O mais irônico é que, quanto mais o neurótico ignora ou rejeita os aspectos negativos da vida, mais necessita se refugiar na sua fantasia perfeita. Não percebe que quanto mais olhar para suas dores e resolvê-las, mais se aproximará, automaticamente, da vida “perfeita” que tanto deseja.
Um ponto interessante a ser considerado é que para lidarmos harmoniosamente com a realidade, Freud observa que devemos combinar os aspectos saudáveis da neurose com o da psicose. Por exemplo, o sujeito deseja ir à Austrália e não dá para ir porque não tem dinheiro.
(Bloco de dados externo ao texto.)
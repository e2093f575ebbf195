//! Declared argument schemas for tools.
//!
//! Tools declare a flat mapping of argument name → primitive type plus a
//! required flag. The schema is exported to the model as JSON Schema and
//! used to validate the model's arguments before any adapter runs.

use serde::{Deserialize, Serialize};

/// Primitive argument types.
#[derive(Debug, Clone, Copy, PartialEq, Eq, Serialize, Deserialize)]
#[serde(rename_all = "lowercase")]
pub enum ArgKind {
    String,
    Integer,
    Number,
    Boolean,
}

impl ArgKind {
    fn json_type(&self) -> &'static str {
        match self {
            Self::String => "string",
            Self::Integer => "integer",
            Self::Number => "number",
            Self::Boolean => "boolean",
        }
    }

    fn accepts(&self, value: &serde_json::Value) -> bool {
        match self {
            Self::String => value.is_string(),
            Self::Integer => value.is_i64() || value.is_u64(),
            Self::Number => value.is_number(),
            Self::Boolean => value.is_boolean(),
        }
    }
}

#[derive(Debug, Clone, PartialEq, Serialize, Deserialize)]
pub struct ArgSpec {
    pub name: String,
    pub kind: ArgKind,
    pub required: bool,
    pub description: String,
}

/// Ordered set of argument specifications.
#[derive(Debug, Clone, Default, PartialEq, Serialize, Deserialize)]
pub struct ArgumentSchema {
    args: Vec<ArgSpec>,
}

impl ArgumentSchema {
    pub fn new() -> Self {
        Self::default()
    }

    pub fn required(self, name: &str, kind: ArgKind, description: &str) -> Self {
        self.arg(name, kind, true, description)
    }

    pub fn optional(self, name: &str, kind: ArgKind, description: &str) -> Self {
        self.arg(name, kind, false, description)
    }

    fn arg(mut self, name: &str, kind: ArgKind, required: bool, description: &str) -> Self {
        self.args.push(ArgSpec {
            name: name.into(),
            kind,
            required,
            description: description.into(),
        });
        self
    }

    pub fn args(&self) -> &[ArgSpec] {
        &self.args
    }

    /// Export as a JSON Schema object.
    pub fn to_json_schema(&self) -> serde_json::Value {
        let mut properties = serde_json::Map::new();
        for a in &self.args {
            properties.insert(
                a.name.clone(),
                serde_json::json!({
                    "type": a.kind.json_type(),
                    "description": a.description,
                }),
            );
        }
        let required: Vec<&str> = self
            .args
            .iter()
            .filter(|a| a.required)
            .map(|a| a.name.as_str())
            .collect();
        serde_json::json!({
            "type": "object",
            "properties": properties,
            "required": required,
        })
    }

    /// Validate `arguments` against the schema.
    ///
    /// `null` optional arguments are treated as absent.
    pub fn validate(&self, arguments: &serde_json::Value) -> Result<(), String> {
        let obj = arguments
            .as_object()
            .ok_or_else(|| format!("arguments must be a JSON object, got {arguments}"))?;

        for key in obj.keys() {
            if !self.args.iter().any(|a| &a.name == key) {
                return Err(format!("unexpected argument '{key}'"));
            }
        }

        for spec in &self.args {
            match obj.get(&spec.name) {
                None | Some(serde_json::Value::Null) if spec.required => {
                    return Err(format!("missing required argument '{}'", spec.name));
                }
                None | Some(serde_json::Value::Null) => {}
                Some(v) if !spec.kind.accepts(v) => {
                    return Err(format!(
                        "argument '{}' must be of type {}",
                        spec.name,
                        spec.kind.json_type()
                    ));
                }
                Some(_) => {}
            }
        }
        Ok(())
    }
}
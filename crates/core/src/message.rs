//! Message and Conversation domain types.
//!
//! These are the value objects that flow through the reasoning loop:
//! the caller seeds a conversation → the model answers or requests tools →
//! tool results are appended → the model sees them on the next turn.
//!
//! A [`Conversation`] is append-only. Messages are never edited or removed
//! once pushed, which is what makes call/result ordering auditable.

use chrono::{DateTime, Utc};
use serde::{Deserialize, Serialize};
use std::collections::HashSet;
use uuid::Uuid;

/// Unique identifier for a conversation (one per request).
#[derive(Debug, Clone, PartialEq, Eq, Hash, Serialize, Deserialize)]
pub struct ConversationId(pub String);

impl ConversationId {
    pub fn new() -> Self {
        Self(Uuid::new_v4().to_string())
    }
}

impl Default for ConversationId {
    fn default() -> Self {
        Self::new()
    }
}

impl std::fmt::Display for ConversationId {
    fn fmt(&self, f: &mut std::fmt::Formatter<'_>) -> std::fmt::Result {
        write!(f, "{}", self.0)
    }
}

/// The role of a message sender in a conversation.
#[derive(Debug, Clone, Copy, PartialEq, Eq, Serialize, Deserialize)]
#[serde(rename_all = "lowercase")]
pub enum Role {
    /// The end user
    User,
    /// The model
    Assistant,
    /// System instructions (assistant persona, tool guide)
    System,
    /// Tool execution result
    Tool,
}

impl Role {
    /// Parse the role names accepted in the request contract.
    ///
    /// `human` and `ai` are accepted as aliases for `user` and `assistant`.
    pub fn parse(s: &str) -> Option<Self> {
        match s.to_ascii_lowercase().as_str() {
            "user" | "human" => Some(Self::User),
            "assistant" | "ai" => Some(Self::Assistant),
            "system" => Some(Self::System),
            "tool" => Some(Self::Tool),
            _ => None,
        }
    }
}

/// Metadata key marking a corrective instruction injected by the loop.
pub const META_KIND: &str = "kind";

/// A single message in a conversation.
#[derive(Debug, Clone, Serialize, Deserialize)]
pub struct Message {
    /// Unique message ID
    pub id: String,

    /// Who sent this message
    pub role: Role,

    /// The text content
    pub content: String,

    /// Tool calls requested by the assistant, in issue order
    #[serde(default, skip_serializing_if = "Vec::is_empty")]
    pub tool_calls: Vec<MessageToolCall>,

    /// If this is a tool result, which tool call it responds to
    #[serde(default, skip_serializing_if = "Option::is_none")]
    pub tool_call_id: Option<String>,

    /// Timestamp
    pub timestamp: DateTime<Utc>,

    /// Optional metadata (structured tool payload, correction markers, etc.)
    #[serde(default, skip_serializing_if = "serde_json::Map::is_empty")]
    pub metadata: serde_json::Map<String, serde_json::Value>,
}

impl Message {
    fn with_role(role: Role, content: String) -> Self {
        Self {
            id: Uuid::new_v4().to_string(),
            role,
            content,
            tool_calls: Vec::new(),
            tool_call_id: None,
            timestamp: Utc::now(),
            metadata: serde_json::Map::new(),
        }
    }

    /// Create a new user message.
    pub fn user(content: impl Into<String>) -> Self {
        Self::with_role(Role::User, content.into())
    }

    /// Create a new assistant message.
    pub fn assistant(content: impl Into<String>) -> Self {
        Self::with_role(Role::Assistant, content.into())
    }

    /// Create a new system message.
    pub fn system(content: impl Into<String>) -> Self {
        Self::with_role(Role::System, content.into())
    }

    /// Create a tool result message.
    pub fn tool_result(tool_call_id: impl Into<String>, content: impl Into<String>) -> Self {
        let mut msg = Self::with_role(Role::Tool, content.into());
        msg.tool_call_id = Some(tool_call_id.into());
        msg
    }

    /// Create a corrective instruction injected by the loop itself.
    pub fn correction(kind: &str, content: impl Into<String>) -> Self {
        Self::user(content).with_metadata(META_KIND, serde_json::Value::String(kind.into()))
    }

    /// Attach a metadata entry.
    pub fn with_metadata(mut self, key: &str, value: serde_json::Value) -> Self {
        self.metadata.insert(key.to_string(), value);
        self
    }

    /// The `kind` marker set by [`Message::correction`], if any.
    pub fn kind(&self) -> Option<&str> {
        self.metadata.get(META_KIND).and_then(|v| v.as_str())
    }
}

/// A tool call embedded in an assistant message.
#[derive(Debug, Clone, PartialEq, Serialize, Deserialize)]
pub struct MessageToolCall {
    /// Unique ID for this tool call
    pub id: String,

    /// Name of the tool to invoke
    pub name: String,

    /// Arguments as a JSON string, exactly as the model produced them
    pub arguments: String,
}

/// An append-only, ordered sequence of messages.
#[derive(Debug, Clone, Serialize, Deserialize)]
pub struct Conversation {
    /// Unique conversation ID
    pub id: ConversationId,

    messages: Vec<Message>,

    /// When this conversation was created
    pub created_at: DateTime<Utc>,

    /// When the last message was added
    pub updated_at: DateTime<Utc>,
}

impl Conversation {
    /// Create a new empty conversation.
    pub fn new() -> Self {
        let now = Utc::now();
        Self {
            id: ConversationId::new(),
            messages: Vec::new(),
            created_at: now,
            updated_at: now,
        }
    }

    /// Create a conversation seeded with the given messages.
    pub fn seeded(messages: impl IntoIterator<Item = Message>) -> Self {
        let mut conv = Self::new();
        for m in messages {
            conv.push(m);
        }
        conv
    }

    /// Append a message.
    pub fn push(&mut self, message: Message) {
        self.updated_at = Utc::now();
        self.messages.push(message);
    }

    /// All messages in order.
    pub fn messages(&self) -> &[Message] {
        &self.messages
    }

    pub fn len(&self) -> usize {
        self.messages.len()
    }

    pub fn is_empty(&self) -> bool {
        self.messages.is_empty()
    }

    /// The most recent message.
    pub fn last(&self) -> Option<&Message> {
        self.messages.last()
    }

    /// Every tool call id issued so far.
    pub fn issued_call_ids(&self) -> HashSet<&str> {
        self.messages
            .iter()
            .flat_map(|m| m.tool_calls.iter().map(|tc| tc.id.as_str()))
            .collect()
    }

    /// The last user-authored message that is not a loop correction.
    pub fn last_user_message(&self) -> Option<&Message> {
        self.messages
            .iter()
            .rev()
            .find(|m| m.role == Role::User && m.kind().is_none())
    }

    /// Check that every tool result answers exactly one earlier tool call.
    ///
    /// Returns the offending call id on violation.
    pub fn check_causal_order(&self) -> std::result::Result<(), String> {
        let mut issued: HashSet<&str> = HashSet::new();
        let mut answered: HashSet<&str> = HashSet::new();
        for m in &self.messages {
            for tc in &m.tool_calls {
                if !issued.insert(tc.id.as_str()) {
                    return Err(tc.id.clone());
                }
            }
            if let Some(id) = m.tool_call_id.as_deref() {
                if !issued.contains(id) || !answered.insert(id) {
                    return Err(id.to_string());
                }
            }
        }
        Ok(())
    }
}

impl Default for Conversation {
    fn default() -> Self {
        Self::new()
    }
}
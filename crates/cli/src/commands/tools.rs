//! `nexagent tools`: list the tools this configuration registers.

use nexagent_agent::AgentRuntime;
use nexagent_config::AppConfig;

pub fn run(config: &AppConfig, json: bool) -> anyhow::Result<()> {
    let runtime = AgentRuntime::from_config(config);
    let tools = runtime.tools().list_schemas();

    if json {
        println!("{}", serde_json::to_string_pretty(&tools)?);
        return Ok(());
    }

    println!("{} tool(s) registered", tools.len());
    for tool in &tools {
        let summary = tool.description.lines().next().unwrap_or_default();
        println!("  {:<26} {summary}", tool.name);
    }

    let gates = &config.tools.gates;
    let disabled: Vec<String> = [
        ("web_search", &gates.web_search),
        ("web_crawl", &gates.web_crawl),
        ("search_dental_literature", &gates.search_dental_literature),
    ]
    .into_iter()
    .filter(|(name, _)| !tools.iter().any(|t| t.name == *name))
    .map(|(name, key)| format!("{name} (set {key})"))
    .collect();
    if !disabled.is_empty() {
        println!();
        println!("Disabled: {}", disabled.join(", "));
    }
    Ok(())
}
O neurótico não deveria aceitar esse impedimento, não se submeter à essa realidade frustrante. E o psicótico, buscaria maneiras de mudar essa realidade frustrante, indo trabalhar para obter dinheiro.
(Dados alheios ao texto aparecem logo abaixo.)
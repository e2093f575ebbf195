//! Provider router: maps a resolved provider name to its transport.

use crate::openai_compat::{OpenAiCompatProvider, default_base_url};
use nexagent_core::error::{Error, Result};
use nexagent_core::provider::{Provider, ProviderConfig};
use std::collections::HashMap;
use std::sync::Arc;
use tracing::debug;

/// Routes LLM requests to the correct provider.
#[derive(Default, Clone)]
pub struct ProviderRouter {
    providers: HashMap<String, Arc<dyn Provider>>,
}

impl ProviderRouter {
    pub fn new() -> Self {
        Self::default()
    }

    /// Register a provider under `name`, replacing any previous one.
    pub fn register(&mut self, name: impl Into<String>, provider: Arc<dyn Provider>) {
        self.providers.insert(name.into(), provider);
    }

    pub fn with(mut self, name: impl Into<String>, provider: Arc<dyn Provider>) -> Self {
        self.register(name, provider);
        self
    }

    /// Get a specific provider by name.
    pub fn get(&self, name: &str) -> Option<Arc<dyn Provider>> {
        self.providers.get(name).cloned()
    }

    /// The transport for a resolved configuration.
    pub fn provider_for(&self, config: &ProviderConfig) -> Result<Arc<dyn Provider>> {
        self.get(&config.provider).ok_or_else(|| {
            Error::config(format!(
                "Provider '{}' has no API key or endpoint configured",
                config.provider
            ))
        })
    }

    /// List all registered provider names, sorted.
    pub fn list(&self) -> Vec<&str> {
        let mut names: Vec<&str> = self.providers.keys().map(|s| s.as_str()).collect();
        names.sort_unstable();
        names
    }
}

impl std::fmt::Debug for ProviderRouter {
    fn fmt(&self, f: &mut std::fmt::Formatter<'_>) -> std::fmt::Result {
        f.debug_struct("ProviderRouter")
            .field("providers", &self.list())
            .finish()
    }
}

/// Build providers from configuration.
///
/// A provider is registered when it has an API key or an explicit `api_url`
/// (local OpenAI-compatible servers usually need no key).
pub fn build_from_config(config: &nexagent_config::AppConfig) -> ProviderRouter {
    let mut router = ProviderRouter::new();

    for (name, settings) in &config.providers {
        if settings.api_key.is_none() && settings.api_url.is_none() {
            continue;
        }
        let api_key = settings.api_key.clone().unwrap_or_default();
        let base_url = settings
            .api_url
            .clone()
            .unwrap_or_else(|| default_base_url(name));

        let provider = if name == "openrouter" && settings.api_url.is_none() {
            OpenAiCompatProvider::openrouter(api_key)
        } else {
            OpenAiCompatProvider::new(name, base_url, api_key)
        };
        debug!(provider = %name, "Registered provider");
        router.register(name.clone(), Arc::new(provider));
    }

    router
}

#[cfg(test)]
mod tests {
    use super::*;
    use nexagent_config::{AppConfig, ProviderSettings};
    use nexagent_core::provider::{ModelSource, ThinkingConfig, Tier};

    fn resolved(provider: &str) -> ProviderConfig {
        ProviderConfig {
            provider: provider.into(),
            model: "m".into(),
            tier: Tier::Flash,
            thinking: ThinkingConfig::default(),
            source: ModelSource::TierTable,
        }
    }

    #[test]
    fn router_register_and_lookup() {
        let router = ProviderRouter::new().with(
            "openrouter",
            Arc::new(OpenAiCompatProvider::openrouter("sk-test")),
        );
        assert!(router.get("openrouter").is_some());
        assert!(router.get("nonexistent").is_none());
        assert!(router.provider_for(&resolved("openrouter")).is_ok());
    }

    #[test]
    fn missing_transport_is_configuration_error() {
        let err = ProviderRouter::new()
            .provider_for(&resolved("gemini"))
            .err()
            .unwrap();
        assert!(matches!(err, Error::Configuration { .. }));
    }

    #[test]
    fn build_registers_keyed_and_custom_providers() {
        let mut config = AppConfig::default();
        config.providers.insert(
            "gemini".into(),
            ProviderSettings {
                api_key: Some("g-key".into()),
                ..Default::default()
            },
        );
        config.providers.insert(
            "ollama".into(),
            ProviderSettings {
                api_url: Some("http://localhost:11434/v1".into()),
                ..Default::default()
            },
        );
        config.providers.insert("openai".into(), ProviderSettings::default());

        let router = build_from_config(&config);
        assert_eq!(router.list(), vec!["gemini", "ollama"]);
    }

    #[test]
    fn build_from_default_config_is_empty() {
        let router = build_from_config(&AppConfig::default());
        assert!(router.list().is_empty());
    }
}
Enfim, podemos observar que, quanto maior o sofrimento experienciado, de forma recorrente e insolúvel, em qualquer idade, maiores são as chances do neurótico recorrer às fantasias para se anestesiar, e o psicótico rejeitar a realidade, obtendo a satisfação que não encontra na vida real. Enquanto o sujeito não “acordar” deste sonho, olhar para o que rejeitou e reintegrá-los no seu ser, continuará sofrendo as consequências o resto de sua vida. Seria mais prudente sofrer algumas poucas vezes, ao invés de arrastá-lo, inconscientemente, ao longo de sua jornada.